■ Task to complete: All of the data below must be repeated exactly.

■ Raw data:
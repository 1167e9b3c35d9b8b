//! Gemini generative API configuration.

use serde::{Deserialize, Serialize};

/// Model used for the two structured (JSON mode) calls.
fn default_model() -> String {
    "gemini-3-flash-preview".into()
}

/// Model used for the conversational assistant.
fn default_chat_model() -> String {
    "gemini-3-pro-preview".into()
}

fn default_endpoint() -> String {
    "https://generativelanguage.googleapis.com/v1beta".into()
}

/// Transport-level request timeout, in seconds.
const fn default_timeout_secs() -> u64 {
    60
}

#[derive(Debug, Clone, Deserialize, Serialize)]
pub struct GeminiConfig {
    /// API key sent as `x-goog-api-key`. Also read from `GEMINI_API_KEY`.
    #[serde(default)]
    pub api_key: String,

    #[serde(default = "default_model")]
    pub model: String,

    #[serde(default = "default_chat_model")]
    pub chat_model: String,

    /// Base URL up to and including the API version segment.
    #[serde(default = "default_endpoint")]
    pub endpoint: String,

    #[serde(default = "default_timeout_secs")]
    pub timeout_secs: u64,
}

impl Default for GeminiConfig {
    fn default() -> Self {
        Self {
            api_key: String::new(),
            model: default_model(),
            chat_model: default_chat_model(),
            endpoint: default_endpoint(),
            timeout_secs: default_timeout_secs(),
        }
    }
}

impl GeminiConfig {
    /// Check if an API key is present.
    #[must_use]
    pub fn is_configured(&self) -> bool {
        !self.api_key.is_empty()
    }

    /// Full `generateContent` URL for `model`.
    #[must_use]
    pub fn generate_url(&self, model: &str) -> String {
        format!(
            "{}/models/{model}:generateContent",
            self.endpoint.trim_end_matches('/')
        )
    }
}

■ Written solution:
repository 1167e9b3c35d9b8b
//! Gemini generative API configuration.

use serde::{Deserialize, Serialize};

/// Model used for the two structured (JSON mode) calls.
fn default_model() -> String {
    "gemini-3-flash-preview".into()
}

/// Model used for the conversational assistant.
fn default_chat_model() -> String {
    "gemini-3-pro-preview".into()
}

fn default_endpoint() -> String {
    "https://generativelanguage.googleapis.com/v1beta".into()
}

/// Transport-level request timeout, in seconds.
const fn default_timeout_secs() -> u64 {
    60
}

#[derive(Debug, Clone, Deserialize, Serialize)]
pub struct GeminiConfig {
    /// API key sent as `x-goog-api-key`. Also read from `GEMINI_API_KEY`.
    #[serde(default)]
    pub api_key: String,

    #[serde(default = "default_model")]
    pub model: String,

    #[serde(default = "default_chat_model")]
    pub chat_model: String,

    /// Base URL up to and including the API version segment.
    #[serde(default = "default_endpoint")]
    pub endpoint: String,

    #[serde(default = "default_timeout_secs")]
    pub timeout_secs: u64,
}

impl Default for GeminiConfig {
    fn default() -> Self {
        Self {
            api_key: String::new(),
            model: default_model(),
            chat_model: default_chat_model(),
            endpoint: default_endpoint(),
            timeout_secs: default_timeout_secs(),
        }
    }
}

impl GeminiConfig {
    /// Check if an API key is present.
    #[must_use]
    pub fn is_configured(&self) -> bool {
        !self.api_key.is_empty()
    }

    /// Full `generateContent` URL for `model`.
    #[must_use]
    pub fn generate_url(&self, model: &str) -> String {
        format!(
            "{}/models/{model}:generateContent",
            self.endpoint.trim_end_matches('/')
        )
    }
}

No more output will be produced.